What was King Midas's secret?

In a section of Geoffrey Chaucer’s lengthy poem, The Canterbury Tales, the Wife of Bath digresses from her primary tale for a small anecdote. She claims that she obtained her story from the Roman poet Ovid and, in lines 958-988 of the poem, claims that:

. . . Midas had beneath his long curled hair,Two ass's ears that grew in secret there.
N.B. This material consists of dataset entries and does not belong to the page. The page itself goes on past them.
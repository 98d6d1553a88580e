//! Vehicle reservations.

use chrono::NaiveDate;
use serde::{Deserialize, Serialize};

use super::{ReservationId, Subscription, SubscriptionId, Vehicle, VehicleId, dates};

/// Reservation approval status (`id_estado`) as used by the admin screen.
#[derive(Debug, Clone, Copy, PartialEq, Eq, Serialize, Deserialize)]
#[serde(from = "u8", into = "u8")]
pub enum ReservationStatus {
    /// Code 1, accepted by an administrator.
    Accepted,
    /// Any other code, awaiting acceptance.
    Pending(u8),
}

impl From<u8> for ReservationStatus {
    fn from(code: u8) -> Self {
        if code == 1 { Self::Accepted } else { Self::Pending(code) }
    }
}

impl From<ReservationStatus> for u8 {
    fn from(status: ReservationStatus) -> Self {
        match status {
            ReservationStatus::Accepted => 1,
            ReservationStatus::Pending(code) => code,
        }
    }
}

/// A booked usage window for a vehicle.
#[derive(Debug, Clone, PartialEq, Eq, Serialize, Deserialize)]
pub struct Reservation {
    /// Reservation identifier.
    pub id_reservacion: ReservationId,
    /// First day of the booking.
    #[serde(with = "dates::date")]
    pub fecha_desde: NaiveDate,
    /// Last day of the booking.
    #[serde(with = "dates::date")]
    pub fecha_hasta: NaiveDate,
    /// Registration date.
    #[serde(default, with = "dates::option_date")]
    pub fecha_registro: Option<NaiveDate>,
    /// Subscription the booking is charged to.
    pub id_suscripcion: SubscriptionId,
    /// Booked vehicle.
    #[serde(default)]
    pub id_vehiculo: Option<VehicleId>,
    /// Embedded subscription, when expanded by the admin listing.
    #[serde(default, skip_serializing_if = "Option::is_none")]
    pub suscripcion: Option<Subscription>,
    /// Embedded vehicle, when expanded by the admin listing.
    #[serde(default, skip_serializing_if = "Option::is_none")]
    pub vehiculo: Option<Vehicle>,
}

impl Reservation {
    /// Number of calendar days covered, counting both ends.
    #[must_use]
    pub fn days(&self) -> i64 {
        (self.fecha_hasta - self.fecha_desde).num_days() + 1
    }
}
Yes, King Midas had a secret pair of donkey ears! According to the Wife of Bath, Midas’s wife was the only person privy to his secret and had sworn herself to secrecy. Nevertheless, the more she tried to hide her husband’s disfigurement, the more she itched to reveal it. Eventually, unable to cope with the urge to gossip, Midas’s wife made a strange decision. She sprinted to a brook and exposed Midas’s secret to the running water. After this, Midas’s wife felt better and continued to keep Midas’s donkey ears a secret.
The Wife of Bath claims that her story isn’t simply an entertaining tale; it has an important moral:

Here may you see, though for a while we bide,Yet out it must; no secret can we hide.

There you have it. According to the Wife of Bath in Chaucer’s poem The Canterbury Tales, women can never keep a secret! Interestingly though, in Ovid’s version of the story, the wife was not privy to Midas’s secret. In Ovid’s tale, it was his trusted barber who fled to the river to spill the secret. Perhaps women aren’t the only gossips after all! I hope this helps.